▶ RECORD EXTRACTS:
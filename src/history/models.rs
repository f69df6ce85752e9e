//! Listening history data models

use chrono::{DateTime, Utc};
use serde::{Serialize, Serializer};
use std::fmt;

/// Display values that carry no information and may always be replaced.
const PLACEHOLDER_VALUES: &[&str] = &["unknown", "unknown artist"];

/// Stable upstream identifier of a track.
///
/// Upstream payloads report ids either as JSON numbers or as strings. Numeric
/// ids order numerically and before textual ones, so `9` sorts before `10`.
#[derive(Debug, Clone, PartialEq, Eq, Hash, PartialOrd, Ord)]
pub enum TrackId {
    Numeric(u64),
    Text(String),
}

impl TrackId {
    /// Parses an identifier from its textual form. Blank input is not an id.
    pub fn parse(raw: &str) -> Option<Self> {
        let raw = raw.trim();
        if raw.is_empty() {
            return None;
        }
        // "007" and "7" are different upstream ids, keep the zero-padded one verbatim.
        let canonical_number = raw.len() == 1 || !raw.starts_with('0');
        match raw.parse::<u64>() {
            Ok(number) if canonical_number => Some(TrackId::Numeric(number)),
            _ => Some(TrackId::Text(raw.to_string())),
        }
    }
}

impl From<u64> for TrackId {
    fn from(value: u64) -> Self {
        TrackId::Numeric(value)
    }
}

impl fmt::Display for TrackId {
    fn fmt(&self, f: &mut fmt::Formatter<'_>) -> fmt::Result {
        match self {
            TrackId::Numeric(number) => write!(f, "{}", number),
            TrackId::Text(text) => f.write_str(text),
        }
    }
}

impl Serialize for TrackId {
    fn serialize<S: Serializer>(&self, serializer: S) -> Result<S::Ok, S::Error> {
        serializer.collect_str(self)
    }
}

/// Returns true when a display value should be treated as missing.
pub fn is_placeholder(value: &str) -> bool {
    let value = value.trim();
    value.is_empty()
        || PLACEHOLDER_VALUES
            .iter()
            .any(|placeholder| value.eq_ignore_ascii_case(placeholder))
}

/// A display value together with the capture time of the sighting that set it.
#[derive(Debug, Clone, Default, PartialEq, Eq)]
pub struct DisplayField {
    value: Option<String>,
    observed_at: Option<DateTime<Utc>>,
}

impl DisplayField {
    pub fn value(&self) -> Option<&str> {
        self.value.as_deref()
    }

    /// Merges an incoming value observed at `observed_at`.
    ///
    /// Empty and placeholder values never replace anything. A real value fills
    /// an empty field, and replaces a known one only when it was observed
    /// strictly later. The result does not depend on the order of merges.
    pub fn merge(&mut self, incoming: Option<&str>, observed_at: Option<DateTime<Utc>>) {
        let Some(incoming) = incoming.map(str::trim).filter(|v| !is_placeholder(v)) else {
            return;
        };

        let replace = match (&self.value, self.observed_at, observed_at) {
            (None, _, _) => true,
            (Some(_), None, Some(_)) => true,
            (Some(_), Some(current), Some(new)) if new > current => true,
            // Same observation time: pick the greater value so any merge order agrees.
            (Some(current), current_at, new_at) if current_at == new_at => {
                incoming > current.as_str()
            }
            _ => false,
        };

        if replace {
            self.value = Some(incoming.to_string());
            self.observed_at = observed_at;
        }
    }
}

/// A distinct piece of media content with its accumulated statistics.
#[derive(Debug, Clone, PartialEq, Eq)]
pub struct Track {
    pub id: TrackId,
    pub title: DisplayField,
    pub artist: DisplayField,
    pub url: DisplayField,
    /// Number of distinct play events referencing this track
    pub play_count: u64,
    pub first_seen: Option<DateTime<Utc>>,
    pub last_seen: Option<DateTime<Utc>>,
    /// Highest play counter the upstream service reported for this track, if any.
    /// Informational only, never mixed into `play_count`.
    pub reported_play_count: Option<u64>,
}

impl Track {
    pub fn new(id: TrackId) -> Self {
        Self {
            id,
            title: DisplayField::default(),
            artist: DisplayField::default(),
            url: DisplayField::default(),
            play_count: 0,
            first_seen: None,
            last_seen: None,
            reported_play_count: None,
        }
    }

    pub fn title(&self) -> Option<&str> {
        self.title.value()
    }

    pub fn artist(&self) -> Option<&str> {
        self.artist.value()
    }

    pub fn url(&self) -> Option<&str> {
        self.url.value()
    }

    /// Applies the display fields and counters of a sighting, keeping the identity.
    pub fn absorb(&mut self, sighting: &TrackSighting) {
        self.title.merge(sighting.title.as_deref(), sighting.observed_at);
        self.artist.merge(sighting.artist.as_deref(), sighting.observed_at);
        self.url.merge(sighting.url.as_deref(), sighting.observed_at);
        if let Some(reported) = sighting.reported_play_count {
            self.reported_play_count =
                Some(self.reported_play_count.map_or(reported, |c| c.max(reported)));
        }
    }

    /// Accounts for one new distinct play at `played_at`.
    pub fn record_play(&mut self, played_at: DateTime<Utc>) {
        self.play_count += 1;
        self.first_seen = Some(self.first_seen.map_or(played_at, |t| t.min(played_at)));
        self.last_seen = Some(self.last_seen.map_or(played_at, |t| t.max(played_at)));
    }
}

/// What a single payload element says about a track.
#[derive(Debug, Clone, PartialEq, Eq)]
pub struct TrackSighting {
    pub id: TrackId,
    pub title: Option<String>,
    pub artist: Option<String>,
    pub url: Option<String>,
    pub reported_play_count: Option<u64>,
    /// Capture time of the envelope the sighting came from
    pub observed_at: Option<DateTime<Utc>>,
}

/// One instance of a track being played.
#[derive(Debug, Clone, PartialEq, Eq)]
pub struct PlayEvent {
    pub track_id: TrackId,
    /// Normalized to the dedup precision
    pub played_at: DateTime<Utc>,
    /// URL of the envelope that first reported this play
    pub source_url: String,
}

impl PlayEvent {
    pub fn key(&self) -> PlayKey {
        PlayKey {
            track_id: self.track_id.clone(),
            played_at: self.played_at,
        }
    }
}

/// Identity of a real-world play: the same pair reported by several
/// endpoints is the same play.
#[derive(Debug, Clone, PartialEq, Eq, Hash, PartialOrd, Ord)]
pub struct PlayKey {
    pub track_id: TrackId,
    pub played_at: DateTime<Utc>,
}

▶ PROBLEM REQUIREMENTS: Exactly as written, transcribe every line shown above.

▶ EXERCISE OUTPUT:
filename src/history/models.rs
repository f69df6ce85752e9e
//! Listening history data models

use chrono::{DateTime, Utc};
use serde::{Serialize, Serializer};
use std::fmt;

/// Display values that carry no information and may always be replaced.
const PLACEHOLDER_VALUES: &[&str] = &["unknown", "unknown artist"];

/// Stable upstream identifier of a track.
///
/// Upstream payloads report ids either as JSON numbers or as strings. Numeric
/// ids order numerically and before textual ones, so `9` sorts before `10`.
#[derive(Debug, Clone, PartialEq, Eq, Hash, PartialOrd, Ord)]
pub enum TrackId {
    Numeric(u64),
    Text(String),
}

impl TrackId {
    /// Parses an identifier from its textual form. Blank input is not an id.
    pub fn parse(raw: &str) -> Option<Self> {
        let raw = raw.trim();
        if raw.is_empty() {
            return None;
        }
        // "007" and "7" are different upstream ids, keep the zero-padded one verbatim.
        let canonical_number = raw.len() == 1 || !raw.starts_with('0');
        match raw.parse::<u64>() {
            Ok(number) if canonical_number => Some(TrackId::Numeric(number)),
            _ => Some(TrackId::Text(raw.to_string())),
        }
    }
}

impl From<u64> for TrackId {
    fn from(value: u64) -> Self {
        TrackId::Numeric(value)
    }
}

impl fmt::Display for TrackId {
    fn fmt(&self, f: &mut fmt::Formatter<'_>) -> fmt::Result {
        match self {
            TrackId::Numeric(number) => write!(f, "{}", number),
            TrackId::Text(text) => f.write_str(text),
        }
    }
}

impl Serialize for TrackId {
    fn serialize<S: Serializer>(&self, serializer: S) -> Result<S::Ok, S::Error> {
        serializer.collect_str(self)
    }
}

/// Returns true when a display value should be treated as missing.
pub fn is_placeholder(value: &str) -> bool {
    let value = value.trim();
    value.is_empty()
        || PLACEHOLDER_VALUES
            .iter()
            .any(|placeholder| value.eq_ignore_ascii_case(placeholder))
}

/// A display value together with the capture time of the sighting that set it.
#[derive(Debug, Clone, Default, PartialEq, Eq)]
pub struct DisplayField {
    value: Option<String>,
    observed_at: Option<DateTime<Utc>>,
}

impl DisplayField {
    pub fn value(&self) -> Option<&str> {
        self.value.as_deref()
    }

    /// Merges an incoming value observed at `observed_at`.
    ///
    /// Empty and placeholder values never replace anything. A real value fills
    /// an empty field, and replaces a known one only when it was observed
    /// strictly later. The result does not depend on the order of merges.
    pub fn merge(&mut self, incoming: Option<&str>, observed_at: Option<DateTime<Utc>>) {
        let Some(incoming) = incoming.map(str::trim).filter(|v| !is_placeholder(v)) else {
            return;
        };

        let replace = match (&self.value, self.observed_at, observed_at) {
            (None, _, _) => true,
            (Some(_), None, Some(_)) => true,
            (Some(_), Some(current), Some(new)) if new > current => true,
            // Same observation time: pick the greater value so any merge order agrees.
            (Some(current), current_at, new_at) if current_at == new_at => {
                incoming > current.as_str()
            }
            _ => false,
        };

        if replace {
            self.value = Some(incoming.to_string());
            self.observed_at = observed_at;
        }
    }
}

/// A distinct piece of media content with its accumulated statistics.
#[derive(Debug, Clone, PartialEq, Eq)]
pub struct Track {
    pub id: TrackId,
    pub title: DisplayField,
    pub artist: DisplayField,
    pub url: DisplayField,
    /// Number of distinct play events referencing this track
    pub play_count: u64,
    pub first_seen: Option<DateTime<Utc>>,
    pub last_seen: Option<DateTime<Utc>>,
    /// Highest play counter the upstream service reported for this track, if any.
    /// Informational only, never mixed into `play_count`.
    pub reported_play_count: Option<u64>,
}

impl Track {
    pub fn new(id: TrackId) -> Self {
        Self {
            id,
            title: DisplayField::default(),
            artist: DisplayField::default(),
            url: DisplayField::default(),
            play_count: 0,
            first_seen: None,
            last_seen: None,
            reported_play_count: None,
        }
    }

    pub fn title(&self) -> Option<&str> {
        self.title.value()
    }

    pub fn artist(&self) -> Option<&str> {
        self.artist.value()
    }

    pub fn url(&self) -> Option<&str> {
        self.url.value()
    }

    /// Applies the display fields and counters of a sighting, keeping the identity.
    pub fn absorb(&mut self, sighting: &TrackSighting) {
        self.title.merge(sighting.title.as_deref(), sighting.observed_at);
        self.artist.merge(sighting.artist.as_deref(), sighting.observed_at);
        self.url.merge(sighting.url.as_deref(), sighting.observed_at);
        if let Some(reported) = sighting.reported_play_count {
            self.reported_play_count =
                Some(self.reported_play_count.map_or(reported, |c| c.max(reported)));
        }
    }

    /// Accounts for one new distinct play at `played_at`.
    pub fn record_play(&mut self, played_at: DateTime<Utc>) {
        self.play_count += 1;
        self.first_seen = Some(self.first_seen.map_or(played_at, |t| t.min(played_at)));
        self.last_seen = Some(self.last_seen.map_or(played_at, |t| t.max(played_at)));
    }
}

/// What a single payload element says about a track.
#[derive(Debug, Clone, PartialEq, Eq)]
pub struct TrackSighting {
    pub id: TrackId,
    pub title: Option<String>,
    pub artist: Option<String>,
    pub url: Option<String>,
    pub reported_play_count: Option<u64>,
    /// Capture time of the envelope the sighting came from
    pub observed_at: Option<DateTime<Utc>>,
}

/// One instance of a track being played.
#[derive(Debug, Clone, PartialEq, Eq)]
pub struct PlayEvent {
    pub track_id: TrackId,
    /// Normalized to the dedup precision
    pub played_at: DateTime<Utc>,
    /// URL of the envelope that first reported this play
    pub source_url: String,
}

impl PlayEvent {
    pub fn key(&self) -> PlayKey {
        PlayKey {
            track_id: self.track_id.clone(),
            played_at: self.played_at,
        }
    }
}

/// Identity of a real-world play: the same pair reported by several
/// endpoints is the same play.
#[derive(Debug, Clone, PartialEq, Eq, Hash, PartialOrd, Ord)]
pub struct PlayKey {
    pub track_id: TrackId,
    pub played_at: DateTime<Utc>,
}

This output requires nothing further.